Mindfulness non è una mente in bianco senza pensieri, perché è impossibile avere una mente senza pensieri dato che per natura siamo esseri che pensano di continuo, ma capacità di indirizzarli ed avere il controllo su di essi.
I benefici della Mindfulness si traducono in allentamento delle caratteristiche di una Mind full che porta: a tensioni fisiche (dolori e contratture) ed emotive (somatizzazione emotiva come ansia e stress); comportamenti impulsivi e cattive abitudini; eccessivo bisogno di controllo; incapacità di divertirsi, godere del momento presente.
Abbiamo tutti i mezzi per avvicinarci a questa pratica e considerando che uno degli strumenti più utilizzati dalla Minfulness è il corpo che è sempre accessibile, disponibile, perché è sempre con noi, esso è il nostro mezzo migliore per collegarci al presente.
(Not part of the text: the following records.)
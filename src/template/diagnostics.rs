// ABOUTME: Recoverable render faults collected while a document is processed
// ABOUTME: Diagnostics never abort a render; they are inspected by callers or logged on flush

use serde::Serialize;
use std::fmt;
use tracing::{debug, error};

use super::error::TemplateError;

/// Longest template excerpt attached to logged diagnostics
const EXCERPT_CHARS: usize = 120;

#[derive(Debug, Clone, Copy, PartialEq, Eq, Serialize)]
#[serde(rename_all = "snake_case")]
pub enum DiagnosticKind {
    Evaluation,
    UnsupportedDirective,
    Directive,
    Block,
    Other,
}

#[derive(Debug, Clone, PartialEq, Serialize)]
pub struct Diagnostic {
    pub kind: DiagnosticKind,
    pub message: String,
}

impl fmt::Display for Diagnostic {
    fn fmt(&self, f: &mut fmt::Formatter<'_>) -> fmt::Result {
        f.write_str(&self.message)
    }
}

impl From<TemplateError> for Diagnostic {
    fn from(error: TemplateError) -> Self {
        let kind = match &error {
            TemplateError::Evaluation { .. } => DiagnosticKind::Evaluation,
            TemplateError::UnsupportedDirective(_) => DiagnosticKind::UnsupportedDirective,
            TemplateError::Directive { .. } => DiagnosticKind::Directive,
            TemplateError::Block { .. } => DiagnosticKind::Block,
            _ => DiagnosticKind::Other,
        };
        Self {
            kind,
            message: error.to_string(),
        }
    }
}

#[derive(Debug, Clone, Default)]
pub struct Diagnostics {
    entries: Vec<Diagnostic>,
}

impl Diagnostics {
    pub fn new() -> Self {
        Self::default()
    }

    pub fn record(&mut self, error: TemplateError) {
        let diagnostic = Diagnostic::from(error);
        debug!(kind = ?diagnostic.kind, "{}", diagnostic.message);
        self.entries.push(diagnostic);
    }

    pub fn entries(&self) -> &[Diagnostic] {
        &self.entries
    }

    pub fn is_empty(&self) -> bool {
        self.entries.is_empty()
    }

    pub fn len(&self) -> usize {
        self.entries.len()
    }

    pub fn clear(&mut self) {
        self.entries.clear();
    }

    /// Log every pending diagnostic at error level and forget them
    pub fn flush(&mut self, template: Option<&str>) {
        let excerpt = template.map(excerpt).unwrap_or_default();
        for diagnostic in self.entries.drain(..) {
            error!(kind = ?diagnostic.kind, template = %excerpt, "{}", diagnostic.message);
        }
    }
}

/// First line-collapsed characters of a template
pub fn excerpt(template: &str) -> String {
    let collapsed: String = template.split_whitespace().collect::<Vec<_>>().join(" ");
    if collapsed.chars().count() <= EXCERPT_CHARS {
        return collapsed;
    }
    let head: String = collapsed.chars().take(EXCERPT_CHARS).collect();
    format!("{}...", head)
}
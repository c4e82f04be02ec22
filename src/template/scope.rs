// ABOUTME: Variable scope management for template rendering
// ABOUTME: Holds caller bindings, global SET variables and loop-local values

use indexmap::IndexMap;
use serde::Serialize;
use std::sync::Arc;

use super::error::Result;
use super::model::Model;
use super::value::Value;

/// Ordered name → value bindings visible to a placeholder.
///
/// A scope is one frame of a lookup chain: its own bindings come first,
/// then each enclosing frame in order. Loop iterations and SET globals are
/// layered on top of the caller's bindings this way instead of copying them.
///
/// Bare names match exactly. The root segment of a dotted path may also
/// match case-insensitively through [`Scope::get_ignore_case`].
#[derive(Debug, Clone, Default, PartialEq)]
pub struct Scope {
    vars: IndexMap<String, Value>,
    parents: Vec<Arc<Scope>>,
}

impl Scope {
    pub fn new() -> Self {
        Self::default()
    }

    /// Empty frame over `parents`, searched in the order given
    pub fn layered(parents: impl IntoIterator<Item = Arc<Scope>>) -> Self {
        Self {
            vars: IndexMap::new(),
            parents: parents.into_iter().collect(),
        }
    }

    /// Build a scope from the top-level keys of a JSON object.
    /// Anything other than an object yields an empty scope.
    pub fn from_json(json: serde_json::Value) -> Self {
        match json {
            serde_json::Value::Object(map) => map
                .into_iter()
                .map(|(key, value)| (key, Value::from(value)))
                .collect(),
            _ => Self::default(),
        }
    }

    /// Build a scope from any serializable struct or map
    pub fn from_serialize<T: Serialize + ?Sized>(value: &T) -> Result<Self> {
        Ok(Self::from_json(serde_json::to_value(value)?))
    }

    /// Add or update a variable
    pub fn insert(&mut self, key: impl Into<String>, value: impl Into<Value>) {
        self.vars.insert(key.into(), value.into());
    }

    /// Builder form of [`Scope::insert`]
    pub fn with(mut self, key: impl Into<String>, value: impl Into<Value>) -> Self {
        self.insert(key, value);
        self
    }

    /// Bind a model under the lowercase form of its class name
    pub fn insert_model(&mut self, model: Arc<dyn Model>) {
        let name = model.class_name().to_lowercase();
        self.vars.insert(name, Value::Model(model));
    }

    pub fn with_model(mut self, model: Arc<dyn Model>) -> Self {
        self.insert_model(model);
        self
    }

    pub fn get(&self, key: &str) -> Option<&Value> {
        self.vars
            .get(key)
            .or_else(|| self.parents.iter().find_map(|parent| parent.get(key)))
    }

    /// Exact match first, then the first case-insensitive match
    pub fn get_ignore_case(&self, key: &str) -> Option<&Value> {
        self.get(key)
            .or_else(|| self.find_ignore_case(&key.to_lowercase()))
    }

    fn find_ignore_case(&self, lowered: &str) -> Option<&Value> {
        self.vars
            .iter()
            .find(|(name, _)| name.to_lowercase() == lowered)
            .map(|(_, value)| value)
            .or_else(|| {
                self.parents
                    .iter()
                    .find_map(|parent| parent.find_ignore_case(lowered))
            })
    }

    pub fn contains(&self, key: &str) -> bool {
        self.get(key).is_some()
    }

    /// Number of bindings in this frame, not counting enclosing frames
    pub fn len(&self) -> usize {
        self.vars.len()
    }

    pub fn is_empty(&self) -> bool {
        self.vars.is_empty() && self.parents.is_empty()
    }

    pub fn clear(&mut self) {
        self.vars.clear();
        self.parents.clear();
    }
}

impl<K: Into<String>, V: Into<Value>> FromIterator<(K, V)> for Scope {
    fn from_iter<I: IntoIterator<Item = (K, V)>>(iter: I) -> Self {
        let mut scope = Scope::new();
        scope.extend(iter);
        scope
    }
}

impl<K: Into<String>, V: Into<Value>> Extend<(K, V)> for Scope {
    fn extend<I: IntoIterator<Item = (K, V)>>(&mut self, iter: I) {
        for (key, value) in iter {
            self.insert(key, value);
        }
    }
}

#[cfg(test)]
mod tests {
    use super::*;
    use serde_json::json;

    #[derive(Debug)]
    struct Invoice;

    impl Model for Invoice {
        fn class_name(&self) -> &str {
            "Invoice"
        }

        fn attribute(&self, name: &str) -> Option<Value> {
            (name == "id").then(|| Value::from(7))
        }
    }

    #[test]
    fn test_scope_from_json() {
        let scope = Scope::from_json(json!({"name": "Bob", "count": 3}));
        assert_eq!(scope.len(), 2);
        assert_eq!(scope.get("name"), Some(&Value::from("Bob")));
        assert_eq!(scope.get("count"), Some(&Value::Number(3.0)));

        assert!(Scope::from_json(json!([1, 2])).is_empty());
    }

    #[test]
    fn test_bare_lookup_is_case_sensitive() {
        let scope = Scope::new().with("nonExistenD", "ooo");
        assert!(scope.get("nonExistend").is_none());
        assert_eq!(scope.get_ignore_case("nonexistend"), Some(&Value::from("ooo")));
    }

    #[test]
    fn test_model_binding_uses_lowercase_class_name() {
        let scope = Scope::new().with_model(Arc::new(Invoice));
        assert!(scope.contains("invoice"));
        assert!(matches!(scope.get_ignore_case("Invoice"), Some(Value::Model(_))));
    }

    #[test]
    fn test_layered_frames_shadow_in_order() {
        let base = Arc::new(Scope::new().with("total", 1).with("name", "x"));
        let globals = Arc::new(Scope::new().with("total", 5));

        let bindings = Scope::layered([Arc::clone(&globals), Arc::clone(&base)]);
        assert_eq!(bindings.get("total"), Some(&Value::Number(5.0)));
        assert_eq!(bindings.get("name"), Some(&Value::from("x")));
        assert!(bindings.contains("name"));
        assert_eq!(bindings.len(), 0);
        assert_eq!(base.get("total"), Some(&Value::Number(1.0)));

        let local = Scope::layered([Arc::new(bindings)]).with("name", "y");
        assert_eq!(local.get("name"), Some(&Value::from("y")));
        assert_eq!(local.get_ignore_case("TOTAL"), Some(&Value::Number(5.0)));
    }
}
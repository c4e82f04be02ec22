// ABOUTME: FOR / ELSEFOR / ENDFOR block evaluation
// ABOUTME: Binds the item and loop metadata for every element and joins the rendered bodies

use indexmap::IndexMap;
use std::sync::Arc;

use super::render_body;
use crate::template::engine::Renderer;
use crate::template::error::{Result, TemplateError};
use crate::template::path;
use crate::template::scanner::{self, Keyword};
use crate::template::scope::Scope;
use crate::template::value::Value;

/// Name bound to the per-iteration metadata record
pub const LOOP_VARIABLE: &str = "loop";

#[derive(Debug, PartialEq)]
struct Header<'a> {
    item: &'a str,
    collection: &'a str,
}

/// Parse `item in collection`
fn parse_header(header: &str) -> Option<Header<'_>> {
    let mut words = header.split_whitespace();
    let item = words.next()?;
    let keyword = words.next()?;
    let collection = words.next()?;
    if words.next().is_some() || !keyword.eq_ignore_ascii_case("in") {
        return None;
    }
    let valid_item = item.starts_with(|c: char| c.is_alphabetic() || c == '_')
        && item.chars().all(path::is_word_char);
    valid_item.then_some(Header { item, collection })
}

fn metadata(index: usize, length: usize) -> Value {
    let mut record = IndexMap::new();
    record.insert("index".to_string(), Value::from(index + 1));
    record.insert("index0".to_string(), Value::from(index));
    record.insert("length".to_string(), Value::from(length));
    record.insert("first".to_string(), Value::Bool(index == 0));
    record.insert("last".to_string(), Value::Bool(index + 1 == length));
    Value::from(record)
}

/// Evaluate a FOR block. An empty or missing collection renders the
/// `elsefor` body once, or nothing when there is none.
pub(crate) fn evaluate(renderer: &mut Renderer<'_>, block: &str, scope: &Arc<Scope>) -> Result<Value> {
    let tags = scanner::tags(block);
    let (Some(opener), Some(close)) = (
        tags.first().filter(|tag| tag.keyword == Some(Keyword::For)),
        scanner::find_closing(&tags, 0, Keyword::For, Keyword::EndFor),
    ) else {
        renderer.record(TemplateError::block("for", "could not match endfor"));
        return Ok(Value::Null);
    };

    let Some(header) = parse_header(&opener.argument) else {
        renderer.record(TemplateError::block(
            "for",
            format!("malformed header '{}', expected 'item in collection'", opener.argument),
        ));
        return Ok(Value::Null);
    };

    let mut depth = 0usize;
    let mut else_tag = None;
    for tag in &tags[1..close] {
        match tag.keyword {
            Some(Keyword::For) => depth += 1,
            Some(Keyword::EndFor) => depth = depth.saturating_sub(1),
            Some(Keyword::ElseFor) if depth == 0 && else_tag.is_none() => else_tag = Some(tag),
            _ => {}
        }
    }
    let body_end = else_tag.map(|tag| tag.start).unwrap_or(tags[close].start);

    let collection = if path::is_dotted_path(header.collection) {
        path::resolve(header.collection, scope)
    } else {
        scope.get(header.collection).cloned().unwrap_or_default()
    };
    let items = collection.iter_items().unwrap_or_default();

    if items.is_empty() {
        let rendered = match else_tag {
            Some(tag) => render_body(renderer, block, tag.end, tags[close].start, scope)?,
            None => String::new(),
        };
        return Ok(Value::String(rendered));
    }

    let length = items.len();
    let mut rendered = Vec::with_capacity(length);
    for (index, item) in items.into_iter().enumerate() {
        let local = Scope::layered([Arc::clone(scope)])
            .with(header.item, item)
            .with(LOOP_VARIABLE, metadata(index, length));
        rendered.push(render_body(renderer, block, opener.end, body_end, &Arc::new(local))?);
    }

    Ok(Value::String(rendered.join("\n").trim().to_string()))
}
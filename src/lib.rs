// ABOUTME: Main library module for the stencil template engine
// ABOUTME: Exports the template engine and the command line application

pub mod cli;
pub mod template;

// Re-export commonly used types
pub use cli::{App, Args, Config};
pub use template::{
    DefaultFormatter, FileSystemSource, ForceReplace, Formatter, Model, Scope, TemplateEngine,
    TemplateError, TemplateSource, Value,
};

// Error handling
pub type Result<T> = anyhow::Result<T>;

// Version information
pub const VERSION: &str = env!("CARGO_PKG_VERSION");
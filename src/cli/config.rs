// ABOUTME: Configuration management for the stencil application
// ABOUTME: Handles loading and merging configuration from files and environment variables

use anyhow::{Context, Result};
use serde::{Deserialize, Serialize};
use std::collections::HashMap;
use std::path::{Path, PathBuf};

use crate::template::{DefaultFormatter, ForceReplace, TemplateEngine};

#[derive(Debug, Clone, Serialize, Deserialize)]
pub struct Config {
    /// Text written for placeholders without a value; empty removes them
    #[serde(default)]
    pub force_replace: Option<String>,

    #[serde(default = "default_arg_separator")]
    pub arg_separator: char,

    #[serde(default)]
    pub template_root: Option<PathBuf>,

    #[serde(default = "default_log_errors")]
    pub log_errors: bool,

    #[serde(default)]
    pub template_vars: HashMap<String, String>,

    #[serde(default)]
    pub formatting: DefaultFormatter,

    #[serde(default)]
    pub logging: LoggingConfig,
}

#[derive(Debug, Clone, Serialize, Deserialize)]
pub struct LoggingConfig {
    pub level: String,
    pub format: String,
}

fn default_arg_separator() -> char {
    ';'
}

fn default_log_errors() -> bool {
    true
}

impl Default for Config {
    fn default() -> Self {
        Self {
            force_replace: None,
            arg_separator: default_arg_separator(),
            template_root: None,
            log_errors: default_log_errors(),
            template_vars: HashMap::new(),
            formatting: DefaultFormatter::default(),
            logging: LoggingConfig::default(),
        }
    }
}

impl Default for LoggingConfig {
    fn default() -> Self {
        Self {
            level: "warn".to_string(),
            format: "pretty".to_string(),
        }
    }
}

/// Map the configured replacement text onto the engine's policy
pub fn force_replace_policy(text: Option<&str>) -> ForceReplace {
    match text {
        None => ForceReplace::Off,
        Some("") => ForceReplace::Empty,
        Some(text) => ForceReplace::Literal(text.to_string()),
    }
}

impl Config {
    /// Load configuration from file path or default locations
    pub fn load(path: Option<PathBuf>) -> Result<Self> {
        let config_path = match path {
            Some(p) => Some(p),
            None => Self::find_config_file(),
        };

        let mut config = match config_path {
            Some(path) if path.exists() => Self::from_file(&path)?,
            _ => Config::default(),
        };

        // Merge with environment variables
        config.merge_env(|name| std::env::var(name).ok())?;

        Ok(config)
    }

    fn from_file(path: &Path) -> Result<Self> {
        let contents = std::fs::read_to_string(path)
            .with_context(|| format!("Failed to read config file {}", path.display()))?;
        serde_yaml::from_str(&contents)
            .with_context(|| format!("Invalid config file {}", path.display()))
    }

    /// Find configuration file in standard locations
    fn find_config_file() -> Option<PathBuf> {
        let possible_paths = [
            PathBuf::from("stencil.yaml"),
            PathBuf::from("stencil.yml"),
            PathBuf::from(".stencil.yaml"),
            PathBuf::from(".stencil.yml"),
        ];

        // Check current directory
        if let Some(path) = possible_paths.into_iter().find(|path| path.exists()) {
            return Some(path);
        }

        // Check home directory
        dirs::home_dir()
            .map(|home_dir| home_dir.join(".stencil").join("config.yaml"))
            .filter(|path| path.exists())
    }

    /// Merge environment variables into configuration
    fn merge_env(&mut self, lookup: impl Fn(&str) -> Option<String>) -> Result<()> {
        if let Some(text) = lookup("STENCIL_FORCE_REPLACE") {
            self.force_replace = Some(text);
        }
        if let Some(separator) = lookup("STENCIL_ARG_SEPARATOR") {
            let mut chars = separator.chars();
            self.arg_separator = match (chars.next(), chars.next()) {
                (Some(c), None) => c,
                _ => anyhow::bail!(
                    "STENCIL_ARG_SEPARATOR must be a single character, got '{}'",
                    separator
                ),
            };
        }
        if let Some(root) = lookup("STENCIL_TEMPLATE_ROOT") {
            self.template_root = Some(PathBuf::from(root));
        }
        if let Some(log_errors) = lookup("STENCIL_LOG_ERRORS") {
            self.log_errors = log_errors
                .parse()
                .with_context(|| format!("STENCIL_LOG_ERRORS must be true or false, got '{}'", log_errors))?;
        }

        // Logging configuration
        if let Some(level) = lookup("STENCIL_LOG_LEVEL") {
            self.logging.level = level;
        }
        if let Some(format) = lookup("STENCIL_LOG_FORMAT") {
            self.logging.format = format;
        }

        Ok(())
    }

    /// Merge additional variables into template variables
    pub fn merge_variables(&mut self, vars: HashMap<String, String>) {
        self.template_vars.extend(vars);
    }

    /// Template engine configured from these settings
    pub fn template_engine(&self) -> TemplateEngine {
        let engine = TemplateEngine::new()
            .with_force_replace(force_replace_policy(self.force_replace.as_deref()))
            .with_arg_separator(self.arg_separator)
            .with_log_errors(self.log_errors)
            .with_formatter(self.formatting.clone());
        match &self.template_root {
            Some(root) => engine.with_template_root(root),
            None => engine,
        }
    }
}

#[cfg(test)]
mod tests {
    use super::*;
    use std::fs;
    use tempfile::tempdir;

    #[test]
    fn test_defaults() {
        let config = Config::default();
        assert_eq!(config.arg_separator, ';');
        assert!(config.log_errors);
        assert_eq!(config.logging.level, "warn");
        assert!(config.force_replace.is_none());
    }

    #[test]
    fn test_load_from_file() {
        let temp_dir = tempdir().unwrap();
        let config_path = temp_dir.path().join("stencil.yaml");

        let config_content = r#"
force_replace: "-"
arg_separator: ","
template_root: ./templates
template_vars:
  company: ACME
formatting:
  decimal_separator: ","
  thousands_separator: " "
logging:
  level: debug
  format: compact
"#;
        fs::write(&config_path, config_content).unwrap();

        let config = Config::from_file(&config_path).unwrap();
        assert_eq!(config.force_replace.as_deref(), Some("-"));
        assert_eq!(config.arg_separator, ',');
        assert_eq!(config.template_root, Some(PathBuf::from("./templates")));
        assert_eq!(config.template_vars.get("company"), Some(&"ACME".to_string()));
        assert_eq!(config.formatting.decimal_separator, ',');
        assert_eq!(config.formatting.thousands_separator, Some(' '));
        assert_eq!(config.formatting.utc_offset_minutes, 0);
        assert!(config.log_errors);
        assert_eq!(config.logging.format, "compact");
    }

    #[test]
    fn test_merge_env() {
        let env: HashMap<&str, &str> = [
            ("STENCIL_FORCE_REPLACE", ""),
            ("STENCIL_ARG_SEPARATOR", "|"),
            ("STENCIL_LOG_ERRORS", "false"),
            ("STENCIL_LOG_LEVEL", "trace"),
        ]
        .into_iter()
        .collect();

        let mut config = Config::default();
        config
            .merge_env(|name| env.get(name).map(|value| value.to_string()))
            .unwrap();

        assert_eq!(config.force_replace.as_deref(), Some(""));
        assert_eq!(config.arg_separator, '|');
        assert!(!config.log_errors);
        assert_eq!(config.logging.level, "trace");
    }

    #[test]
    fn test_merge_env_rejects_bad_separator() {
        let mut config = Config::default();
        let result = config.merge_env(|name| (name == "STENCIL_ARG_SEPARATOR").then(|| ";;".to_string()));
        assert!(result.is_err());
    }

    #[test]
    fn test_force_replace_policy() {
        assert_eq!(force_replace_policy(None), ForceReplace::Off);
        assert_eq!(force_replace_policy(Some("")), ForceReplace::Empty);
        assert_eq!(
            force_replace_policy(Some("N/A")),
            ForceReplace::Literal("N/A".to_string())
        );
    }

    #[test]
    fn test_template_engine_uses_settings() {
        let config = Config {
            force_replace: Some(String::new()),
            arg_separator: ',',
            ..Config::default()
        };
        let engine = config.template_engine();
        assert_eq!(engine.force_replace(), &ForceReplace::Empty);
        assert_eq!(engine.arg_separator(), ',');
    }
}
Per citare un termine, usato nel buddismo, è il nostro “veicolo” nel viaggio della vita[2]. (Antonia Sergio)
In foto: un esercizio di mindfulness con bambini della scuola dell’infanzia
[1] John Kabat Zinn, medico statunitense ideatore del Programma Mindufulness Based Stress Reduction (MBSR), messo a punto alla fine degli anni ’70 presso l’Università del Massachussets.
[2] Gherardo Amidei, Mindfulness. Essere consapevoli, Il Mulino, Bologna, 2013.